The adoption of intelligent optimization strategies for automating the design process of civil structures is projected to grow significantly in the next decade, particularly for large and complex structural systems. Such systems comprise thousands of structural members that must be designed to satisfy multiple code- based strength and serviceability requirements. Additionally, it is often desirable to seek the lightest (i.e., optimum) structural members to minimize the overall weight of the structure; which typically renders substantial savings in construction cost and material use. For large-scale civil structures, attaining such optimum solution requires advanced computational optimization tools that transcend traditional trial-and- error design approaches. The emergence of high-level optimization schemes in the disciplines of swarm intelligence (SI) and evolutionary algorithms (EAs) have demonstrated great potential for assisting in the design process of civil structures. This project will focus on particle swarm optimization (PSO), a population-based stochastic algorithm that mimics the collective behavior of social organisms—e.g., bird flocking and fish schooling. PSO algorithms can perform an efficient and robust exploration of the vast search space of candidate designs to find near-optimum solutions to complex (real-world) problems.

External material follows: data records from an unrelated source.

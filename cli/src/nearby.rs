use anyhow::anyhow;
use beacon_core::{
    format_time_ago, nearby_with_distance, AppConfig, ColorKey, Coordinate, Incident,
};
use chrono::{DateTime, Utc};
use serde::Serialize;

use crate::cli::NearbyArgs;

#[derive(Debug, Serialize)]
struct NearbyRow {
    id: String,
    title: String,
    distance_km: f64,
    color: &'static str,
    reported: String,
    latitude: f64,
    longitude: f64,
}

impl NearbyRow {
    fn new(incident: &Incident, distance_km: f64, now: DateTime<Utc>) -> Self {
        Self {
            id: incident.id.clone(),
            title: incident.title.clone(),
            distance_km,
            color: ColorKey::for_categories(&incident.categories).as_str(),
            reported: format_time_ago(incident.created_at, now),
            latitude: incident.coordinate.latitude,
            longitude: incident.coordinate.longitude,
        }
    }
}

pub fn nearby(config: &AppConfig, json: bool, args: NearbyArgs) -> anyhow::Result<()> {
    let origin = Coordinate::new(args.lat, args.lon).map_err(|e| anyhow!("{e}"))?;
    let radius_km = match args.radius_km {
        Some(r) if r.is_finite() && r >= 0.0 => r,
        Some(r) => return Err(anyhow!("radius must be a non-negative number, got {r}")),
        None => config.nearby_radius_km(),
    };
    let incidents = crate::load_incidents(config, &args.input)?;
    tracing::info!(total = incidents.len(), radius_km, "filtering incidents");

    let now = Utc::now();
    let rows: Vec<NearbyRow> = nearby_with_distance(Some(origin), &incidents, radius_km)
        .iter()
        .map(|(incident, d)| NearbyRow::new(incident, *d, now))
        .collect();

    if json {
        let body = serde_json::json!({
            "ok": true,
            "origin": origin,
            "radius_km": radius_km,
            "total": incidents.len(),
            "nearby": rows,
        });
        println!("{}", serde_json::to_string_pretty(&body)?);
        return Ok(());
    }

    if rows.is_empty() {
        println!(
            "no incidents within {radius_km} km of ({:.4}, {:.4})",
            origin.latitude, origin.longitude
        );
        return Ok(());
    }
    for row in &rows {
        println!(
            "{:<12} {:>7.2} km  {:<6}  {:<14}  {}",
            row.id, row.distance_km, row.color, row.reported, row.title
        );
    }
    Ok(())
}
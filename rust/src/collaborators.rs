//! Seams to the systems around the core: the reports service, location
//! lookup, the map surface and the room transport.

use std::sync::Arc;
use std::time::Duration;

use futures::future::BoxFuture;
use serde::Deserialize;

use crate::core::config::AppConfig;
use crate::geo::Coordinate;
use crate::incident::{incidents_from_records, FetchError, Incident};
use crate::markers::{HeadlessMap, MapProvider};
use crate::RoomTransport;

const HTTP_TIMEOUT: Duration = Duration::from_secs(10);

pub trait IncidentSource: Send + Sync + 'static {
    fn fetch_active_incidents(&self) -> BoxFuture<'static, Result<Vec<Incident>, FetchError>>;
}

/// `None` covers denial, lookup failure and "unknown" alike.
pub trait LocationResolver: Send + Sync + 'static {
    fn resolve_user_location(&self) -> BoxFuture<'static, Option<Coordinate>>;
}

/// Fixed incident list, e.g. loaded from a file.
#[derive(Debug, Clone, Default)]
pub struct StaticIncidents(pub Vec<Incident>);

impl IncidentSource for StaticIncidents {
    fn fetch_active_incidents(&self) -> BoxFuture<'static, Result<Vec<Incident>, FetchError>> {
        let incidents = self.0.clone();
        Box::pin(async move { Ok(incidents) })
    }
}

#[derive(Debug, Clone, Copy, Default)]
pub struct FixedLocation(pub Option<Coordinate>);

impl LocationResolver for FixedLocation {
    fn resolve_user_location(&self) -> BoxFuture<'static, Option<Coordinate>> {
        let coordinate = self.0;
        Box::pin(async move { coordinate })
    }
}

fn http_client() -> reqwest::Client {
    reqwest::Client::builder()
        .timeout(HTTP_TIMEOUT)
        .build()
        .unwrap_or_else(|_| reqwest::Client::new())
}

/// `GET <url>` returning a JSON array of report records.
#[derive(Debug, Clone)]
pub struct HttpIncidentSource {
    client: reqwest::Client,
    url: String,
}

impl HttpIncidentSource {
    pub fn new(url: impl Into<String>) -> Self {
        Self {
            client: http_client(),
            url: url.into(),
        }
    }
}

impl IncidentSource for HttpIncidentSource {
    fn fetch_active_incidents(&self) -> BoxFuture<'static, Result<Vec<Incident>, FetchError>> {
        let client = self.client.clone();
        let url = self.url.clone();
        Box::pin(async move {
            let resp = client
                .get(&url)
                .send()
                .await
                .map_err(|e| FetchError::Http(e.to_string()))?;
            let status = resp.status();
            if !status.is_success() {
                return Err(FetchError::Status(status.as_u16()));
            }
            let records: Vec<serde_json::Value> = resp.json().await.map_err(|e| {
                if e.is_decode() {
                    FetchError::Http(format!("malformed incident list: {e}"))
                } else {
                    FetchError::Http(e.to_string())
                }
            })?;
            Ok(incidents_from_records(records))
        })
    }
}

/// Stands in for a configured reports service while the network is off.
#[derive(Debug, Clone, Copy)]
struct NetworkDisabledSource;

impl IncidentSource for NetworkDisabledSource {
    fn fetch_active_incidents(&self) -> BoxFuture<'static, Result<Vec<Incident>, FetchError>> {
        Box::pin(async { Err(FetchError::NetworkDisabled) })
    }
}

#[derive(Debug, Deserialize)]
struct LocationResponse {
    #[serde(alias = "lat")]
    latitude: Option<f64>,
    #[serde(alias = "lon", alias = "lng")]
    longitude: Option<f64>,
}

/// Reads a coordinate out of an IP geolocation response. Accepts both
/// `latitude`/`longitude` and `lat`/`lon` shapes.
pub fn parse_location_response(body: &[u8]) -> Option<Coordinate> {
    let parsed: LocationResponse = serde_json::from_slice(body).ok()?;
    Coordinate::new(parsed.latitude?, parsed.longitude?).ok()
}

/// IP-based fallback location.
#[derive(Debug, Clone)]
pub struct IpLocationResolver {
    client: reqwest::Client,
    url: String,
}

impl IpLocationResolver {
    pub fn new(url: impl Into<String>) -> Self {
        Self {
            client: http_client(),
            url: url.into(),
        }
    }
}

impl LocationResolver for IpLocationResolver {
    fn resolve_user_location(&self) -> BoxFuture<'static, Option<Coordinate>> {
        let client = self.client.clone();
        let url = self.url.clone();
        Box::pin(async move {
            let resp = match client.get(&url).send().await {
                Ok(r) if r.status().is_success() => r,
                Ok(r) => {
                    tracing::warn!(status = %r.status(), "location lookup rejected");
                    return None;
                }
                Err(e) => {
                    tracing::warn!(%e, "location lookup failed");
                    return None;
                }
            };
            let body = resp.bytes().await.ok()?;
            let coordinate = parse_location_response(&body);
            if coordinate.is_none() {
                tracing::warn!("location lookup returned no usable coordinate");
            }
            coordinate
        })
    }
}

/// Everything the app actor needs from the outside.
pub struct Collaborators {
    pub incidents: Arc<dyn IncidentSource>,
    pub location: Arc<dyn LocationResolver>,
    pub transport: Arc<dyn RoomTransport>,
    pub map: Box<dyn MapProvider>,
}

impl Collaborators {
    pub fn new(
        incidents: Arc<dyn IncidentSource>,
        location: Arc<dyn LocationResolver>,
        transport: Arc<dyn RoomTransport>,
    ) -> Self {
        Self {
            incidents,
            location,
            transport,
            map: Box::new(HeadlessMap::default()),
        }
    }

    pub fn with_map(mut self, map: Box<dyn MapProvider>) -> Self {
        self.map = map;
        self
    }

    /// HTTP collaborators for whatever URLs the config names; anything
    /// unconfigured resolves to empty. With the network disabled a configured
    /// reports service fails every fetch with `NetworkDisabled`.
    pub fn from_config(config: &AppConfig, transport: Arc<dyn RoomTransport>) -> Self {
        let network = config.network_enabled();
        let incidents: Arc<dyn IncidentSource> = match config.incidents_url() {
            Some(url) if network => Arc::new(HttpIncidentSource::new(url)),
            Some(_) => Arc::new(NetworkDisabledSource),
            None => Arc::new(StaticIncidents::default()),
        };
        let location: Arc<dyn LocationResolver> = match config.location_url() {
            Some(url) if network => Arc::new(IpLocationResolver::new(url)),
            _ => Arc::new(FixedLocation(None)),
        };
        Self::new(incidents, location, transport)
    }
}

#[cfg(test)]
mod tests {
    use super::*;

    #[test]
    fn parses_both_location_shapes() {
        let a = parse_location_response(br#"{"ip":"1.2.3.4","latitude":20.0,"longitude":78.0}"#);
        assert_eq!(a, Some(Coordinate::new(20.0, 78.0).unwrap()));

        let b = parse_location_response(br#"{"status":"success","lat":-33.87,"lon":151.21}"#);
        assert_eq!(b, Some(Coordinate::new(-33.87, 151.21).unwrap()));
    }

    #[test]
    fn unusable_location_responses_are_absent() {
        assert_eq!(parse_location_response(b"not json"), None);
        assert_eq!(parse_location_response(br#"{"latitude":20.0}"#), None);
        assert_eq!(
            parse_location_response(br#"{"latitude":95.0,"longitude":0.0}"#),
            None
        );
    }

    #[tokio::test]
    async fn disabled_network_never_builds_http_sources() {
        let config = AppConfig {
            disable_network: Some(true),
            incidents_url: Some("http://127.0.0.1:9/reports".into()),
            location_url: Some("http://127.0.0.1:9/where".into()),
            ..AppConfig::default()
        };
        let transport: Arc<dyn RoomTransport> = Arc::new(crate::InMemoryRoomRelay::new());
        let collaborators = Collaborators::from_config(&config, transport);
        let incidents = collaborators.incidents.fetch_active_incidents().await;
        assert!(matches!(incidents, Err(FetchError::NetworkDisabled)));
        assert_eq!(collaborators.location.resolve_user_location().await, None);
    }

    /// Answers a single request with `status` and `body`.
    async fn serve_once(status: &'static str, body: String) -> String {
        use tokio::io::{AsyncReadExt, AsyncWriteExt};

        let listener = tokio::net::TcpListener::bind("127.0.0.1:0").await.unwrap();
        let addr = listener.local_addr().unwrap();
        tokio::spawn(async move {
            let (mut stream, _) = listener.accept().await.unwrap();
            let mut buf = [0u8; 4096];
            let _ = stream.read(&mut buf).await;
            let response = format!(
                "HTTP/1.1 {status}\r\ncontent-type: application/json\r\ncontent-length: {}\r\nconnection: close\r\n\r\n{body}",
                body.len()
            );
            stream.write_all(response.as_bytes()).await.unwrap();
            stream.shutdown().await.unwrap();
        });
        format!("http://{addr}/reports/active")
    }

    #[tokio::test]
    async fn http_source_skips_malformed_records() {
        let body = serde_json::json!([
            { "id": "no-time", "latitude": 1.0, "longitude": 1.0 },
            {
                "id": "quake-7",
                "title": "Aftershock",
                "latitude": 35.0,
                "longitude": 139.0,
                "categories": ["earthquake"],
                "createdAt": "2025-04-15T04:00:00Z"
            }
        ]);
        let url = serve_once("200 OK", body.to_string()).await;
        let incidents = HttpIncidentSource::new(url)
            .fetch_active_incidents()
            .await
            .unwrap();
        assert_eq!(incidents.len(), 1);
        assert_eq!(incidents[0].id, "quake-7");
    }

    #[tokio::test]
    async fn http_source_reports_status_and_bad_bodies() {
        let url = serve_once("503 Service Unavailable", String::new()).await;
        let err = HttpIncidentSource::new(url)
            .fetch_active_incidents()
            .await
            .unwrap_err();
        assert!(matches!(err, FetchError::Status(503)));

        let url = serve_once("200 OK", r#"{"error":"Failed"}"#.to_string()).await;
        let err = HttpIncidentSource::new(url)
            .fetch_active_incidents()
            .await
            .unwrap_err();
        assert!(matches!(err, FetchError::Http(msg) if msg.starts_with("malformed incident list")));
    }

    #[tokio::test]
    async fn unconfigured_sources_are_empty() {
        let config = AppConfig {
            disable_network: Some(true),
            ..AppConfig::default()
        };
        let transport: Arc<dyn RoomTransport> = Arc::new(crate::InMemoryRoomRelay::new());
        let collaborators = Collaborators::from_config(&config, transport);
        let incidents = collaborators.incidents.fetch_active_incidents().await;
        assert!(incidents.unwrap().is_empty());
    }

    #[tokio::test]
    async fn static_collaborators_resolve_immediately() {
        let source = StaticIncidents::default();
        assert!(source.fetch_active_incidents().await.unwrap().is_empty());
        let here = Coordinate::new(1.0, 2.0).unwrap();
        assert_eq!(FixedLocation(Some(here)).resolve_user_location().await, Some(here));
    }
}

The objective of this undergraduate research is to further enhance the robustness of PSO for the structural design and optimization of large-scale steel frames. The project will also leverage the capabilities of high- performance computing (HPC) to examine multiple parallelization schemes for improving PSO speed and performance when applied to large-scale civil structures.

Qualifications

Experience with MATLAB or similar programming languages (e.g., Python, C++) and Microsoft Excel.